Author | Jane Racey Gleeson

senior couple smiling outside standing together in two side by side photos
Peggy with her husband Bruce Arden. Photos courtesy of the Ardens.

It's been five years since Peggy Arden's spine surgery at Michigan Medicine and the 80-year-old is happy to report she's still going strong. In fact, stronger than many half her age.

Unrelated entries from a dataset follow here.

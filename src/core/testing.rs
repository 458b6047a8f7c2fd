//! Deterministic stand-ins for the event loop, the worker and the label.

use crate::core::error::FetchError;
use crate::core::refresh::DisplaySurface;
use crate::core::scheduler::{Scheduler, TimerHandle};
use crate::core::worker::{FetchCallback, FetchExecutor};
use crate::sources::DataSource;
use std::cell::{Cell, RefCell};
use std::collections::VecDeque;
use std::rc::Rc;
use std::sync::atomic::{AtomicUsize, Ordering};
use std::sync::{Arc, Mutex};
use std::time::Duration;

struct Timer {
    id: u64,
    due: Duration,
    callback: Box<dyn FnOnce()>,
}

/// Virtual-clock scheduler. Time only moves through `advance`.
#[derive(Default)]
pub struct ManualScheduler {
    now: Cell<Duration>,
    next_id: Cell<u64>,
    timers: Rc<RefCell<Vec<Timer>>>,
    delays: RefCell<Vec<Duration>>,
}

impl ManualScheduler {
    pub fn new() -> Self {
        Self::default()
    }

    pub fn pending(&self) -> usize {
        self.timers.borrow().len()
    }

    /// Every delay ever passed to `schedule`, in order.
    pub fn scheduled_delays(&self) -> Vec<Duration> {
        self.delays.borrow().clone()
    }

    /// Moves the clock forward, firing due callbacks in deadline order.
    pub fn advance(&self, by: Duration) {
        let target = self.now.get() + by;

        loop {
            let next = {
                let mut timers = self.timers.borrow_mut();
                let index = timers
                    .iter()
                    .enumerate()
                    .filter(|(_, timer)| timer.due <= target)
                    .min_by_key(|(_, timer)| (timer.due, timer.id))
                    .map(|(index, _)| index);
                index.map(|index| timers.remove(index))
            };

            let Some(timer) = next else {
                break;
            };
            self.now.set(timer.due);
            (timer.callback)();
        }

        self.now.set(target);
    }
}

impl Scheduler for ManualScheduler {
    fn schedule(&self, delay: Duration, callback: Box<dyn FnOnce()>) -> TimerHandle {
        let id = self.next_id.get();
        self.next_id.set(id + 1);
        self.delays.borrow_mut().push(delay);
        self.timers.borrow_mut().push(Timer {
            id,
            due: self.now.get() + delay,
            callback,
        });

        let timers = Rc::downgrade(&self.timers);
        TimerHandle::new(move || {
            if let Some(timers) = timers.upgrade() {
                timers.borrow_mut().retain(|timer| timer.id != id);
            }
        })
    }
}

/// Holds fetches until the test completes them, like a slow background worker.
#[derive(Default)]
pub struct DeferredExecutor {
    queue: RefCell<VecDeque<(Arc<dyn DataSource>, FetchCallback)>>,
}

impl DeferredExecutor {
    pub fn new() -> Self {
        Self::default()
    }

    pub fn in_flight(&self) -> usize {
        self.queue.borrow().len()
    }

    /// Runs the oldest queued fetch and delivers its result.
    pub fn complete_next(&self) -> bool {
        let Some((source, done)) = self.queue.borrow_mut().pop_front() else {
            return false;
        };
        done(source.fetch());
        true
    }
}

impl FetchExecutor for DeferredExecutor {
    fn execute(&self, source: Arc<dyn DataSource>, done: FetchCallback) {
        self.queue.borrow_mut().push_back((source, done));
    }
}

/// Label stand-in that remembers every write.
#[derive(Default)]
pub struct RecordingSurface {
    writes: RefCell<Vec<String>>,
}

impl RecordingSurface {
    pub fn new() -> Self {
        Self::default()
    }

    pub fn writes(&self) -> Vec<String> {
        self.writes.borrow().clone()
    }

    pub fn last(&self) -> Option<String> {
        self.writes.borrow().last().cloned()
    }
}

impl DisplaySurface for RecordingSurface {
    fn set_text(&self, text: &str) {
        self.writes.borrow_mut().push(text.to_string());
    }
}

/// Replays a fixed list of results, then fails.
pub struct ScriptedSource {
    script: Mutex<VecDeque<Result<String, FetchError>>>,
    calls: AtomicUsize,
}

impl ScriptedSource {
    pub fn new(script: Vec<Result<&str, FetchError>>) -> Self {
        Self {
            script: Mutex::new(
                script
                    .into_iter()
                    .map(|step| step.map(str::to_string))
                    .collect(),
            ),
            calls: AtomicUsize::new(0),
        }
    }

    pub fn calls(&self) -> usize {
        self.calls.load(Ordering::SeqCst)
    }
}

impl DataSource for ScriptedSource {
    fn name(&self) -> &'static str {
        "scripted"
    }

    fn fetch(&self) -> Result<String, FetchError> {
        self.calls.fetch_add(1, Ordering::SeqCst);
        self.script
            .lock()
            .map_err(|_| FetchError::failed("script lock poisoned"))?
            .pop_front()
            .unwrap_or_else(|| Err(FetchError::failed("script exhausted")))
    }
}
use crate::core::error::FetchError;
use crate::core::worker::{FetchCallback, FetchExecutor};
use crate::sources::DataSource;
use gtk4::glib;
use std::sync::Arc;

/// Runs Data Source calls on the tokio blocking pool and delivers the result
/// back on the GLib main context, so only the label update touches the
/// interface thread.
pub struct BackgroundExecutor {
    runtime: tokio::runtime::Handle,
    context: glib::MainContext,
}

impl BackgroundExecutor {
    pub fn new(runtime: tokio::runtime::Handle) -> Self {
        Self::with_context(runtime, glib::MainContext::default())
    }

    pub fn with_context(runtime: tokio::runtime::Handle, context: glib::MainContext) -> Self {
        Self { runtime, context }
    }
}

impl FetchExecutor for BackgroundExecutor {
    fn execute(&self, source: Arc<dyn DataSource>, done: FetchCallback) {
        let name = source.name();
        let task = self.runtime.spawn_blocking(move || source.fetch());

        self.context.spawn_local(async move {
            let result = task
                .await
                .unwrap_or_else(|e| Err(FetchError::Worker(e.to_string())));
            tracing::debug!(source = name, ok = result.is_ok(), "Background fetch finished");
            done(result);
        });
    }
}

The commercial interior designer and builder may have retired years ago, but that didn't mean she would slow down — before or after the 2016 surgery to repair the vertebrae in her lower back and relieve her severe pain.

Seeking help

She attributes her spine issue to a fall in 2014 when she landed on her tailbone. This, along with natural age-related degeneration of her spine, brought Arden to Michigan Medicine and neurosurgeon Paul Park, M.D.

"The fall was the start of my back pain," says the Canton, Michigan, resident. "I eventually developed leg numbness and restless leg syndrome, along with bladder incontinence. There were many things happening all at once," she says, adding, "Testing at Michigan Medicine indicated I had a serious issue."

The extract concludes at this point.